15 Dec, 2010 By: Chris Tribbey

PlayStation 3


In its TV ads, Sony Computer Entertainment America likes to brag that its PlayStation 3 does everything.

The United States Air Force appears to agree.

Built from off-the-shelf components, the Condor Cluster supercomputer project uses 1,716 PS3s and is capable of computing operations by the trillions per second, according to Mark Barnell, the director of high-performance computing at the Air Force Research Laboratory.

He added in a press release from the Air Force that the computer is extremely energy efficient, the seventh-greenest computer in the world.

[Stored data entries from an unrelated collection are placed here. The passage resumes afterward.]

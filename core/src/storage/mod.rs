//! TOML persistence for profiles and the import/export slot directory
//!
//! ```text
//! <config>/kat/profiles.toml         current + every profile of a vessel
//! <config>/kat/export/triggers_X.toml  one exported rule set per slot
//! ```

mod profiles;
mod slots;

pub use profiles::{
    default_export_dir, default_profiles_path, load_file, load_profiles, load_profiles_or_default,
    save_file, save_profiles,
};
pub use slots::SlotStore;

use std::path::PathBuf;

/// Errors from reading or writing persisted rules
#[derive(Debug, thiserror::Error)]
pub enum StorageError {
    #[error("IO error on {path:?}: {source}")]
    IoError {
        path: PathBuf,
        source: std::io::Error,
    },

    #[error("parse error in {path:?}: {source}")]
    ParseError {
        path: PathBuf,
        source: toml::de::Error,
    },

    #[error("serialize error for {path:?}: {source}")]
    SerializeError {
        path: PathBuf,
        source: toml::ser::Error,
    },

    #[error("unsupported format version {found} in {path:?}")]
    UnsupportedVersion { path: PathBuf, found: u32 },
}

“This particular system is about half a petaflop, or capable of about 500 trillion calculations per second,” Barnell said. “In the current time that we can measure it, it’s about the 35th- or 36th-fastest computer in the world, and with some things that are going to be changing in the next eight or nine months with some upgrades, we could boost it to maybe the 20th-fastest computer in the world, and at the same time make it, at that moment in time, the greenest computer.”

Costing about $2 million to build, the Condor Cluster is used for “computer intelligence,” where programmers write algorithms that “teach” the computer how to read words, letters, sentences and symbols, in the hopes it will start teaching itself how to think, according to the release. Currently, it can read 20 pages of information per second, and is nearly 100% accurate.

“We have quite a few research and development efforts, working on those kinds of applications to do confabulation and prediction,” Barnell said. “That will open up a variety of areas which could help a lot of other efforts and a lot of the areas in which the Air Force would like to go.”